就職してから湊斗はさらにいい男になったように思う。一流企業に勤め、出世も早いようだし、こんなに文句の付け所のない男はいない。千紗は適当な男と暇つぶしに付きあったが、やはり港斗ほどいい条件の男は見つからなかった。
それが二年前、二人が付き合いだした。
千紗は嘘だとすぐに見抜いた。どう見ても愛理が湊斗を意識しているとは思えなかったし、『結婚は?』と聞いても笑って『ないね』と言うぐらいだ。どうせ親からのプレッシャーに耐えられず、付き合ってることにでもしたのだろう。
どうせすぐダメになる。そう高を括っていたら、今度は急に結婚したと聞いて仰天した。
そんなはずはない。愛理は絶対湊斗意識しているわけがない……そう思って新居に入り込み観察したところ、やはりどう見てもルームシェアだった。そこまでして愛理を縛り付けたい湊斗も大概だと思うが、言い方を変えれば一度好きにならせればかなり一途だろう。浮気の心配もない。さっさと愛理を忘れさせれば、彼は完璧な彼氏に、ゆくゆくは夫になるに違いなかった。
千紗はコーヒーをまた一口飲み、ぺろりと唇を舐めた。
(つまりは、ルームシェアさえ無理って思わせるほど、愛理が湊斗に幻滅すればいい。この同居生活が失敗すれば、あの湊斗でもさすがに愛理を諦めるはず。そもそも、愛理より私の方がずっと可愛いし女らしいのに、見る目がないんだよ)

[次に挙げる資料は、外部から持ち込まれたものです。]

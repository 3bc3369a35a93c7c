// Utility module for common functionality
// Author: Gabriel Demetrios Lafis

mod config;
mod error;
mod logging;
mod validation;

pub use config::*;
pub use error::*;
pub use logging::*;
pub use validation::*;
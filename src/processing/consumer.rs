// Terminal consumers for pipeline output
// Author: Gabriel Demetrios Lafis

use std::io::{self, Stdout, Write};

use super::ProcessingError;

/// Receives each fully transformed value, in delivery order
pub trait Consumer {
    /// Consume one value
    fn consume(&mut self, value: String) -> Result<(), ProcessingError>;
}

impl<C: Consumer + ?Sized> Consumer for &mut C {
    fn consume(&mut self, value: String) -> Result<(), ProcessingError> {
        (**self).consume(value)
    }
}

/// Write a value as one line of output
pub fn write_output<W: Write + ?Sized>(out: &mut W, user: &str) -> io::Result<()> {
    writeln!(out, "{}", user)
}

/// Writes one line per value to the wrapped writer
pub struct WriterConsumer<W: Write> {
    writer: W,
}

impl<W: Write> WriterConsumer<W> {
    /// Create a new writer consumer
    pub fn new(writer: W) -> Self {
        WriterConsumer { writer }
    }

    /// Get the wrapped writer back
    pub fn into_inner(self) -> W {
        self.writer
    }
}

impl WriterConsumer<Stdout> {
    /// Create a consumer printing to standard output
    pub fn stdout() -> Self {
        WriterConsumer::new(io::stdout())
    }
}

impl<W: Write> Consumer for WriterConsumer<W> {
    fn consume(&mut self, value: String) -> Result<(), ProcessingError> {
        write_output(&mut self.writer, &value)?;
        Ok(())
    }
}

/// Collects values in memory
#[derive(Debug, Default)]
pub struct CollectConsumer {
    values: Vec<String>,
}

impl CollectConsumer {
    /// Create a new empty collector
    pub fn new() -> Self {
        CollectConsumer { values: Vec::new() }
    }

    /// Values received so far
    pub fn values(&self) -> &[String] {
        &self.values
    }

    /// Take the collected values
    pub fn into_values(self) -> Vec<String> {
        self.values
    }
}

impl Consumer for CollectConsumer {
    fn consume(&mut self, value: String) -> Result<(), ProcessingError> {
        self.values.push(value);
        Ok(())
    }
}

/// Adapts a closure returning `io::Result` into a consumer
pub struct FnConsumer<F> {
    func: F,
}

impl<F> Consumer for FnConsumer<F>
where
    F: FnMut(String) -> io::Result<()>,
{
    fn consume(&mut self, value: String) -> Result<(), ProcessingError> {
        (self.func)(value)?;
        Ok(())
    }
}

/// Wrap a closure as a consumer
pub fn consumer_fn<F>(func: F) -> FnConsumer<F>
where
    F: FnMut(String) -> io::Result<()>,
{
    FnConsumer { func }
}
// Consumer tests
// Author: Gabriel Demetrios Lafis

use std::io;

use mockall::predicate::eq;
use mockall::{mock, Sequence};

use record_pipeline::{
    data::{sample_users, UserRecord},
    processing::{consumer_fn, write_output, Consumer, ProcessingError, RecordPipeline},
};

mock! {
    pub Sink {}

    impl Consumer for Sink {
        fn consume(&mut self, value: String) -> Result<(), ProcessingError>;
    }
}

#[test]
fn test_consumer_called_in_order() {
    let mut sink = MockSink::new();
    let mut seq = Sequence::new();

    sink.expect_consume()
        .with(eq("LAWRENCE PEMBERTON".to_string()))
        .times(1)
        .in_sequence(&mut seq)
        .returning(|_| Ok(()));
    sink.expect_consume()
        .with(eq("JENNIFER MATTHEWS".to_string()))
        .times(1)
        .in_sequence(&mut seq)
        .returning(|_| Ok(()));

    let summary = RecordPipeline::reference("mock")
        .run(sample_users(), &mut sink)
        .unwrap();

    assert_eq!(summary.delivered, 2);
}

#[test]
fn test_consumer_never_called_for_empty_input() {
    let mut sink = MockSink::new();
    sink.expect_consume().never();

    let summary = RecordPipeline::reference("mock").run(&[], &mut sink).unwrap();

    assert_eq!(summary.delivered, 0);
}

#[test]
fn test_consumer_never_called_when_nothing_matches() {
    let mut sink = MockSink::new();
    sink.expect_consume().never();

    let users = vec![
        UserRecord::new("BrianD", "Brian Doheny"),
        UserRecord::new(" X", "Leading Space"),
    ];
    let summary = RecordPipeline::reference("mock").run(&users, &mut sink).unwrap();

    assert_eq!(summary.input, 2);
    assert_eq!(summary.delivered, 0);
}

#[test]
fn test_first_consumer_error_stops_run() {
    let mut sink = MockSink::new();
    sink.expect_consume()
        .times(1)
        .returning(|_| Err(io::Error::new(io::ErrorKind::BrokenPipe, "closed").into()));

    let result = RecordPipeline::reference("mock").run(sample_users(), &mut sink);

    assert!(matches!(result, Err(ProcessingError::Output(_))));
}

#[test]
fn test_dyn_consumer() {
    let mut lines: Vec<u8> = Vec::new();
    {
        let mut consumer = consumer_fn(|value| write_output(&mut lines, &value));
        let consumer: &mut dyn Consumer = &mut consumer;

        RecordPipeline::reference("dyn")
            .run(sample_users(), consumer)
            .unwrap();
    }

    assert_eq!(lines, b"LAWRENCE PEMBERTON\nJENNIFER MATTHEWS\n");
}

目つきも悪くてなんか怖いし、しっかり者とか言われてるけど可愛げがないだけだ。なんであんな女をずっと追いかけてるのかまるでわからないけれど、多分幼い頃から好きだと自分で暗示をかけているようなものだろう。いつか絶対目が覚めるはず。
「あとは、さっきの男が愛理を落としてくれる可能性……うーん、あるかなあ。まあ、そこはあんまり期待してないからいっか。とにかく二人の間に不信感を生む役割をしてくれれば十分」
千紗は一人で呟く。山本の存在を知れたのは幸運だった。湊斗が昔、女を寝取ったなんてことを真剣に説明していたが、多分何かの間違い。湊斗はそんなことをするような男じゃない。なぜそんな話になったのかはわからないが、おかげで山本の気持ちに火がついたのでありがたかった。おおかた、『最低な男に岡部を渡せない』とか思ってるんだろう。
何が何でも、絶対あの二人をばらばらにする。弱った湊斗のそばにいるのは絶対に私だ。そのためにはいろんな手を使わないと。
千紗はスマホのスケジュールを開き、微笑む。
「そろそろかなあ」
そう言って、冷めたコーヒーを一気に飲んだ。